Exercise data: Begin

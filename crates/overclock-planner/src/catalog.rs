//! Immutable catalog of items, machines, recipes and resource availability.
//!
//! Entities are stored once, keyed by their stable string id. Every relation
//! (ingredients, producing machines, purity tables, fracking extractors) is an id
//! that resolves through the catalog.

use std::collections::{BTreeMap, BTreeSet};

use thiserror::Error;

#[derive(Error, Debug, Clone, PartialEq)]
pub enum CatalogError {
    #[error("Unknown item: {0}")]
    UnknownItem(String),
    #[error("Unknown machine: {0}")]
    UnknownMachine(String),
    #[error("Unknown recipe: {0}")]
    UnknownRecipe(String),
    #[error("Unknown purity: {0}")]
    UnknownPurity(String),
    #[error("Unknown resource well: {0}")]
    UnknownWell(String),
    #[error("Recipe {0} has a non-positive duration")]
    InvalidDuration(String),
    #[error("Machine {0} is not a fracking extractor")]
    NotAnExtractor(String),
    #[error("Invalid catalog JSON: {0}")]
    Json(String),
}

#[cfg_attr(feature = "serde", derive(serde::Serialize, serde::Deserialize))]
#[cfg_attr(feature = "serde", serde(rename_all = "snake_case"))]
#[derive(Debug, Clone, Copy, PartialEq, Eq, Default)]
pub enum TransferMedium {
    Belt,
    Pipe,
    #[default]
    None,
}

#[cfg_attr(feature = "serde", derive(serde::Serialize, serde::Deserialize))]
#[derive(Debug, Clone, PartialEq)]
pub struct PhysicalProperties {
    pub energy_value: f64,
    pub sinkable: bool,
    pub sink_points: f64,
}

#[cfg_attr(feature = "serde", derive(serde::Serialize, serde::Deserialize))]
#[derive(Debug, Clone, PartialEq)]
pub struct Item {
    pub id: String,
    pub name: String,
    #[cfg_attr(feature = "serde", serde(default))]
    pub transfer: TransferMedium,
    /// Absent for non-physical items
    #[cfg_attr(feature = "serde", serde(default))]
    pub physical: Option<PhysicalProperties>,
}

#[cfg_attr(feature = "serde", derive(serde::Serialize, serde::Deserialize))]
#[derive(Debug, Clone, PartialEq)]
pub struct Potential {
    pub can_change: bool,
    pub min: f64,
    pub max: f64,
    /// Potential added per installed crystal
    pub crystal_bonus: f64,
    pub max_crystals: u32,
}

impl Potential {
    pub fn fixed() -> Self {
        Self {
            can_change: false,
            min: 1.0,
            max: 1.0,
            crystal_bonus: 0.0,
            max_crystals: 0,
        }
    }

    /// Highest reachable overclock with every crystal slot filled
    pub fn ceiling(&self) -> f64 {
        if self.can_change {
            self.max + self.max_crystals as f64 * self.crystal_bonus
        } else {
            1.0
        }
    }

    pub fn floor(&self) -> f64 {
        if self.can_change { self.min } else { 1.0 }
    }
}

impl Default for Potential {
    fn default() -> Self {
        Self::fixed()
    }
}

#[cfg_attr(feature = "serde", derive(serde::Serialize, serde::Deserialize))]
#[cfg_attr(feature = "serde", serde(tag = "type", rename_all = "snake_case"))]
#[derive(Debug, Clone, PartialEq)]
pub enum MachineKind {
    Manufacturing {
        speed: f64,
    },
    /// Power draw comes from the recipe rather than the machine
    VariablePowerManufacturing {
        speed: f64,
    },
    NodeExtractor {
        extraction_rate: f64,
        /// Water pumps: deposits are unlimited and uniform
        #[cfg_attr(feature = "serde", serde(default))]
        unlimited_source: bool,
    },
    FrackingActivator {
        extractors: Vec<String>,
    },
    FrackingExtractor {
        extraction_rate: f64,
    },
    PowerGenerator {
        power_production: f64,
    },
    VariablePowerGenerator {
        power_production_factor: f64,
    },
    ItemSink,
}

#[cfg_attr(feature = "serde", derive(serde::Serialize, serde::Deserialize))]
#[derive(Debug, Clone, PartialEq)]
pub struct Machine {
    pub id: String,
    pub name: String,
    pub kind: MachineKind,
    /// Base draw in MW at 100% potential
    #[cfg_attr(feature = "serde", serde(default))]
    pub power_consumption: f64,
    #[cfg_attr(feature = "serde", serde(default = "default_exponent"))]
    pub power_consumption_exponent: f64,
    #[cfg_attr(feature = "serde", serde(default))]
    pub potential: Potential,
}

#[cfg(feature = "serde")]
fn default_exponent() -> f64 {
    1.321928
}

impl Machine {
    /// Manufacturing speed or extraction items per cycle; 1 for machines without one
    pub fn efficiency_multiplier(&self) -> f64 {
        match &self.kind {
            MachineKind::Manufacturing { speed } | MachineKind::VariablePowerManufacturing { speed } => *speed,
            MachineKind::NodeExtractor { extraction_rate, .. }
            | MachineKind::FrackingExtractor { extraction_rate } => *extraction_rate,
            MachineKind::FrackingActivator { .. }
            | MachineKind::PowerGenerator { .. }
            | MachineKind::VariablePowerGenerator { .. }
            | MachineKind::ItemSink => 1.0,
        }
    }

    pub fn can_change_potential(&self) -> bool {
        self.potential.can_change
    }

    pub fn is_unlimited_source(&self) -> bool {
        matches!(
            self.kind,
            MachineKind::NodeExtractor {
                unlimited_source: true,
                ..
            }
        )
    }
}

#[cfg_attr(feature = "serde", derive(serde::Serialize, serde::Deserialize))]
#[derive(Debug, Clone, PartialEq)]
pub struct VariablePower {
    pub constant: f64,
    /// Mean variable draw in MW at 100% potential
    pub factor: f64,
}

#[cfg_attr(feature = "serde", derive(serde::Serialize, serde::Deserialize))]
#[cfg_attr(feature = "serde", serde(tag = "type", rename_all = "snake_case"))]
#[derive(Debug, Clone, PartialEq)]
pub enum RecipeKind {
    Manufacturing {
        #[cfg_attr(feature = "serde", serde(default))]
        variable_power: Option<VariablePower>,
    },
    NodeExtraction,
    WellExtraction,
    Sink,
    GeothermalPower,
}

#[cfg_attr(feature = "serde", derive(serde::Serialize, serde::Deserialize))]
#[derive(Debug, Clone, PartialEq)]
pub struct Recipe {
    pub id: String,
    pub name: String,
    pub kind: RecipeKind,
    /// Cycle duration in seconds
    pub duration: f64,
    #[cfg_attr(feature = "serde", serde(default))]
    pub ingredients: BTreeMap<String, f64>,
    #[cfg_attr(feature = "serde", serde(default))]
    pub products: BTreeMap<String, f64>,
    pub produced_in: BTreeSet<String>,
}

impl Recipe {
    pub fn ingredient_amount(&self, item: &str) -> f64 {
        self.ingredients.get(item).copied().unwrap_or(0.0)
    }

    pub fn product_amount(&self, item: &str) -> f64 {
        self.products.get(item).copied().unwrap_or(0.0)
    }

    /// Net amount of `item` per cycle, positive when produced
    pub fn net_amount(&self, item: &str) -> f64 {
        self.product_amount(item) - self.ingredient_amount(item)
    }

    pub fn touches(&self, item: &str) -> bool {
        self.ingredients.contains_key(item) || self.products.contains_key(item)
    }

    /// Items consumed or produced, each listed once in id order
    pub fn items(&self) -> BTreeSet<&str> {
        self.ingredients
            .keys()
            .chain(self.products.keys())
            .map(String::as_str)
            .collect()
    }
}

#[cfg_attr(feature = "serde", derive(serde::Serialize, serde::Deserialize))]
#[derive(Debug, Clone, PartialEq)]
pub struct Purity {
    pub id: String,
    pub efficiency_multiplier: f64,
}

#[cfg_attr(feature = "serde", derive(serde::Serialize, serde::Deserialize))]
#[derive(Debug, Clone, PartialEq)]
pub struct ResourceWell {
    pub id: String,
    /// Item extracted from this well
    pub resource: String,
    /// Satellite count per purity
    pub satellites: BTreeMap<String, u32>,
}

/// The purity id water pumps are bound to
pub const WATER_PURITY: &str = "impure";

#[cfg_attr(feature = "serde", derive(serde::Serialize, serde::Deserialize))]
#[derive(Debug, Clone, Default, PartialEq)]
pub struct Catalog {
    #[cfg_attr(feature = "serde", serde(default))]
    pub items: BTreeMap<String, Item>,
    #[cfg_attr(feature = "serde", serde(default))]
    pub machines: BTreeMap<String, Machine>,
    #[cfg_attr(feature = "serde", serde(default))]
    pub recipes: BTreeMap<String, Recipe>,
    #[cfg_attr(feature = "serde", serde(default))]
    pub purities: BTreeMap<String, Purity>,
    /// Deposit count per purity, keyed by resource item
    #[cfg_attr(feature = "serde", serde(default))]
    pub resource_nodes: BTreeMap<String, BTreeMap<String, u32>>,
    #[cfg_attr(feature = "serde", serde(default))]
    pub resource_wells: BTreeMap<String, ResourceWell>,
    /// Geyser count per purity
    #[cfg_attr(feature = "serde", serde(default))]
    pub geysers: BTreeMap<String, u32>,
}

impl Catalog {
    pub fn new() -> Self {
        Self::default()
    }

    pub fn add_item(&mut self, item: Item) {
        self.items.insert(item.id.clone(), item);
    }

    pub fn add_machine(&mut self, machine: Machine) {
        self.machines.insert(machine.id.clone(), machine);
    }

    pub fn add_recipe(&mut self, recipe: Recipe) {
        self.recipes.insert(recipe.id.clone(), recipe);
    }

    pub fn add_purity(&mut self, purity: Purity) {
        self.purities.insert(purity.id.clone(), purity);
    }

    pub fn add_well(&mut self, well: ResourceWell) {
        self.resource_wells.insert(well.id.clone(), well);
    }

    pub fn item(&self, id: &str) -> Result<&Item, CatalogError> {
        self.items.get(id).ok_or_else(|| CatalogError::UnknownItem(id.to_string()))
    }

    pub fn machine(&self, id: &str) -> Result<&Machine, CatalogError> {
        self.machines
            .get(id)
            .ok_or_else(|| CatalogError::UnknownMachine(id.to_string()))
    }

    pub fn recipe(&self, id: &str) -> Result<&Recipe, CatalogError> {
        self.recipes
            .get(id)
            .ok_or_else(|| CatalogError::UnknownRecipe(id.to_string()))
    }

    pub fn purity(&self, id: &str) -> Result<&Purity, CatalogError> {
        self.purities
            .get(id)
            .ok_or_else(|| CatalogError::UnknownPurity(id.to_string()))
    }

    pub fn well(&self, id: &str) -> Result<&ResourceWell, CatalogError> {
        self.resource_wells
            .get(id)
            .ok_or_else(|| CatalogError::UnknownWell(id.to_string()))
    }

    /// Wells that yield the given resource, in id order
    pub fn wells_for(&self, resource: &str) -> impl Iterator<Item = &ResourceWell> {
        self.resource_wells.values().filter(move |w| w.resource == resource)
    }

    /// Sum of `satellite count × purity multiplier` across the well
    pub fn well_size_multiplier(&self, well: &ResourceWell) -> Result<f64, CatalogError> {
        let mut total = 0.0;
        for (purity, count) in &well.satellites {
            total += self.purity(purity)?.efficiency_multiplier * *count as f64;
        }
        Ok(total)
    }

    /// Extractor machines attached to a fracking activator
    pub fn extractors_of<'a>(&'a self, activator: &'a Machine) -> Result<Vec<&'a Machine>, CatalogError> {
        let MachineKind::FrackingActivator { extractors } = &activator.kind else {
            return Ok(Vec::new());
        };
        let mut out = Vec::with_capacity(extractors.len());
        for id in extractors {
            let machine = self.machine(id)?;
            if !matches!(machine.kind, MachineKind::FrackingExtractor { .. }) {
                return Err(CatalogError::NotAnExtractor(id.clone()));
            }
            out.push(machine);
        }
        Ok(out)
    }

    /// Check every cross reference. Returns the first inconsistency found.
    pub fn validate(&self) -> Result<(), CatalogError> {
        for recipe in self.recipes.values() {
            if !(recipe.duration > 0.0) {
                return Err(CatalogError::InvalidDuration(recipe.id.clone()));
            }
            for item in recipe.items() {
                self.item(item)?;
            }
            for machine in &recipe.produced_in {
                self.machine(machine)?;
            }
        }
        for machine in self.machines.values() {
            self.extractors_of(machine)?;
        }
        for (resource, counts) in &self.resource_nodes {
            self.item(resource)?;
            for purity in counts.keys() {
                self.purity(purity)?;
            }
        }
        for well in self.resource_wells.values() {
            self.item(&well.resource)?;
            self.well_size_multiplier(well)?;
        }
        for purity in self.geysers.keys() {
            self.purity(purity)?;
        }
        Ok(())
    }

    /// Load an already-processed catalog document and validate it
    #[cfg(feature = "serde")]
    pub fn from_json(source: &str) -> Result<Self, CatalogError> {
        let catalog: Catalog = serde_json::from_str(source).map_err(|e| CatalogError::Json(e.to_string()))?;
        catalog.validate()?;
        Ok(catalog)
    }
}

Exercise data: End

» **Problem to work on**:
Search the data for "BTreeSet" and list every line in which it occurs.

» **Output below**:
use std::collections::{BTreeMap, BTreeSet};
    pub produced_in: BTreeSet<String>,
    pub fn items(&self) -> BTreeSet<&str> {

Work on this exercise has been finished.